As a career coach, I often help professionals prepare to secure what are many times the biggest career opportunities of their lives, from entry-level positions to senior executive positions requiring board of directors’ review and approval. For many workers, there is a lot at stake in a job interview – opportunity, financial security, happiness and making dreams come true.
I’ve come to recognize (repeatedly affirmed by my clients) just how important it is to be prepared for an interview. In fact, preparation is key to landing the job. Don’t just wing it, you have WAY to much riding on this opportunity.
Yet I continue to be amazed by the stories hiring managers tell me of what goes wrong. So you won’t be the one left wondering why you didn’t get the job, here are 5 top interview mistakes:
- Simply show up for your interview – in other words, unprepared. Failing to do sufficient (or any) research on the business or company prior to the interview is a mistake. Check out the company’s Web site, their annual report and current news articles (check online or at the library). Understand how and what the company is doing today – and what is changing. During the interview, find an opportunity to convey some of what you have learned and inquire about what it may mean for your position. Don’t ask the interviewer obvious questions about things that could (or should) have been gleaned from the company Web site. More often than not you are wasting your interviewer’s time and hurting your chances.
- Arrive late and breathless for your interview, explaining you “got lost trying to find the office.” Consider driving to the interview site the day before so you will know a) how long it takes and b) how to get there. Introduce yourself to the receptionist. Ask if they have any suggestions or information that might help you be more prepared for your upcoming interview. This extra effort will help you to be better prepared and decrease your stress level for your actual interview.
- Fail to ask questions. A good rule of thumb: you should be asking about the same number of questions as the interviewer asks you. The questions you ask convey a great deal about you, so ask intelligent ones. (“From your experience, what’s the No. 1 challenge I would face in this position?” or “What are the key skills to be successful in this position?”) Having no questions conveys you really aren’t that interested or prepared. Coach’s tip: Pay close attention to their answers. They are frequently the “keys” to what the interviewer is looking for in the position. If the interviewer identifies “working well on a team” as important and you respond with, “I know how to use Word,” you probably weren’t listening closely enough.
- Rant about your previous boss (as in, “My previous boss was a jerk”). This is a big red flag that indicates that you may have difficulties getting along with management and others. In trashing your previous boss, the potential new boss is now imagining you doing the same thing to him or her. If there was trouble in your previous position, speak to it briefly (less is more), with something along the lines of, “It wasn’t the right fit,” then describe your desire to be a contributor to a high-performing team and workplace.

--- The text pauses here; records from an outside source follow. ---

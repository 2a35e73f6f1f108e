//! Chat history log.
//!
//! A single JSON array of exchanges, newest first, capped at
//! [`MAX_HISTORY_ENTRIES`].  Written whole on every append.

use std::path::{Path, PathBuf};

use chrono::{DateTime, Utc};
use llamaterm_client::{Message, Role};
use serde::{Deserialize, Serialize};
use tracing::{debug, instrument};

use crate::error::StoreResult;

/// Oldest entries beyond this count are dropped on append.
pub const MAX_HISTORY_ENTRIES: usize = 100;

/// One saved exchange.
#[derive(Debug, Clone, PartialEq, Serialize, Deserialize)]
pub struct HistoryEntry {
    pub timestamp: DateTime<Utc>,
    pub model: String,
    pub messages: Vec<Message>,
}

impl HistoryEntry {
    /// Stamp `messages` with the current time.
    pub fn new(model: impl Into<String>, messages: Vec<Message>) -> Self {
        Self {
            timestamp: Utc::now(),
            model: model.into(),
            messages,
        }
    }

    /// The first user message, cut to `max_chars` characters with `...`
    /// appended when it was longer.
    pub fn preview(&self, max_chars: usize) -> String {
        let Some(first) = self.messages.iter().find(|m| m.role == Role::User) else {
            return String::new();
        };
        let flat = first.content.replace('\n', " ");
        if flat.chars().count() <= max_chars {
            return flat;
        }
        let mut cut: String = flat.chars().take(max_chars).collect();
        cut.push_str("...");
        cut
    }
}

/// Reads and writes the history file.
#[derive(Debug, Clone)]
pub struct HistoryStore {
    path: PathBuf,
}

impl HistoryStore {
    pub fn new(path: impl Into<PathBuf>) -> Self {
        Self { path: path.into() }
    }

    pub fn path(&self) -> &Path {
        &self.path
    }

    /// All entries, newest first.  A missing file is an empty history.
    pub fn load(&self) -> StoreResult<Vec<HistoryEntry>> {
        if !self.path.exists() {
            return Ok(Vec::new());
        }
        let data = std::fs::read_to_string(&self.path)?;
        if data.trim().is_empty() {
            return Ok(Vec::new());
        }
        Ok(serde_json::from_str(&data)?)
    }

    /// Prepend `entry`, trim to the cap and rewrite the file.
    #[instrument(skip(self, entry), fields(path = %self.path.display()))]
    pub fn append(&self, entry: HistoryEntry) -> StoreResult<()> {
        let mut entries = self.load()?;
        entries.insert(0, entry);
        entries.truncate(MAX_HISTORY_ENTRIES);

        if let Some(parent) = self.path.parent() {
            std::fs::create_dir_all(parent)?;
        }
        std::fs::write(&self.path, serde_json::to_vec_pretty(&entries)?)?;

        debug!(count = entries.len(), "history saved");
        Ok(())
    }

    /// Delete the history file.  Clearing an absent history succeeds.
    pub fn clear(&self) -> StoreResult<()> {
        match std::fs::remove_file(&self.path) {
            Ok(()) => Ok(()),
            Err(e) if e.kind() == std::io::ErrorKind::NotFound => Ok(()),
            Err(e) => Err(e.into()),
        }
    }
}
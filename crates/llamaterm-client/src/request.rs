//! Request shaping for the Chat Completions API.
//!
//! Model generations disagree about which generation-control fields they
//! accept.  Sending a field a model rejects gets the whole request refused,
//! so the body is derived per call from the model's [`ModelFamily`].

use serde::Serialize;

use crate::types::Message;

// ---------------------------------------------------------------------------
// Model family
// ---------------------------------------------------------------------------

/// Groups model identifiers by the request fields they accept.
#[derive(Debug, Clone, Copy, PartialEq, Eq)]
pub enum ModelFamily {
    /// Everything not matched below, including local models.
    Classic,
    /// `gpt-4o` and its variants.
    Gpt4o,
    /// The `o1` reasoning models.
    ReasoningLegacy,
    /// `gpt-5` and later.
    NextGen,
}

impl ModelFamily {
    /// Classify a model identifier.  Matching is case-insensitive and the
    /// first rule that applies wins.
    pub fn classify(model: &str) -> Self {
        let model = model.to_ascii_lowercase();

        if model.starts_with("o1") {
            Self::ReasoningLegacy
        } else if model.contains("gpt-4o") {
            Self::Gpt4o
        } else if ('5'..='9').any(|d| model.starts_with(&format!("gpt-{d}"))) {
            Self::NextGen
        } else {
            Self::Classic
        }
    }

    /// Whether the family uses `max_completion_tokens` instead of `max_tokens`.
    pub fn uses_max_completion_tokens(self) -> bool {
        matches!(self, Self::Gpt4o | Self::ReasoningLegacy)
    }

    /// Whether the family accepts any token-limit field at all.
    pub fn accepts_token_limit(self) -> bool {
        !matches!(self, Self::NextGen)
    }

    /// Whether the family accepts `temperature`.
    pub fn accepts_temperature(self) -> bool {
        matches!(self, Self::Classic | Self::Gpt4o)
    }
}

// ---------------------------------------------------------------------------
// Generation parameters
// ---------------------------------------------------------------------------

/// Caller-supplied generation settings.  How they reach the wire depends on
/// the model family.
#[derive(Debug, Clone, PartialEq)]
pub struct GenerationParams {
    /// Model identifier, passed through verbatim.
    pub model: String,
    /// Output token budget.  `0` means unset.
    pub max_tokens: u32,
    /// Sampling temperature.
    pub temperature: f32,
}

impl GenerationParams {
    pub fn new(model: impl Into<String>, max_tokens: u32, temperature: f32) -> Self {
        Self {
            model: model.into(),
            max_tokens,
            temperature,
        }
    }

    /// Family of the configured model.
    pub fn family(&self) -> ModelFamily {
        ModelFamily::classify(&self.model)
    }
}

// ---------------------------------------------------------------------------
// Request body
// ---------------------------------------------------------------------------

/// JSON body of a `POST /chat/completions` request.
///
/// Optional fields that are `None` are left out of the serialized JSON
/// entirely.
#[derive(Debug, Clone, PartialEq, Serialize)]
pub struct ChatCompletionRequest<'a> {
    pub model: &'a str,
    pub messages: &'a [Message],
    #[serde(skip_serializing_if = "Option::is_none")]
    pub max_tokens: Option<u32>,
    #[serde(skip_serializing_if = "Option::is_none")]
    pub max_completion_tokens: Option<u32>,
    #[serde(skip_serializing_if = "Option::is_none")]
    pub temperature: Option<f32>,
    pub stream: bool,
}

/// Build the request body for `params` and `messages`.
pub fn build_request<'a>(
    params: &'a GenerationParams,
    messages: &'a [Message],
    stream: bool,
) -> ChatCompletionRequest<'a> {
    let family = params.family();
    let budget = (family.accepts_token_limit() && params.max_tokens > 0).then_some(params.max_tokens);

    let (max_tokens, max_completion_tokens) = if family.uses_max_completion_tokens() {
        (None, budget)
    } else {
        (budget, None)
    };

    ChatCompletionRequest {
        model: &params.model,
        messages,
        max_tokens,
        max_completion_tokens,
        temperature: family
            .accepts_temperature()
            .then_some(params.temperature),
        stream,
    }
}
//! Chat-completion client for OpenAI-compatible HTTP endpoints.
//!
//! Works against OpenAI itself and anything that speaks the same protocol
//! (Ollama, LM Studio, vLLM, Groq, Together, ...), in both buffered and
//! streaming SSE modes.
//!
//! ## Architecture
//!
//! ```text
//! caller ──> Request Builder ──> Transport ──┬──> ChatCompletionResponse
//!            (request.rs)        (client.rs) │
//!                                            └──> Stream Decoder ──> on_fragment(&str)
//!                                                 (streaming.rs)
//! ```
//!
//! ## Modules
//!
//! - [`request`] -- Model family classification and request body shaping.
//! - [`client`] -- HTTP transport and the [`LlmClient`] facade.
//! - [`streaming`] -- SSE line decoder for incremental responses.
//! - [`types`] -- Wire types (messages, envelopes, model listings).
//! - [`error`] -- Client error types.

pub mod client;
pub mod error;
pub mod request;
pub mod streaming;
pub mod types;

pub use client::{ClientConfig, LlmClient};
pub use error::{ClientError, Result};
pub use request::{ChatCompletionRequest, GenerationParams, ModelFamily, build_request};
pub use streaming::{LineOutcome, SseDecoder, decode_reader};
pub use types::{ChatCompletionResponse, Choice, Message, ModelInfo, Role, Usage};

- Be unrealistic. Starting the interview by asking when or how you will be promoted is inappropriate. Demonstrating you are goal-oriented is good, such as inquiring about the typical career path for the position; signaling to the interviewer that your interest in the current position is only as a stepping stone to another isn’t. Don’t leave interviewers wondering if you will bail at the first wind of something you perceive as a better opportunity.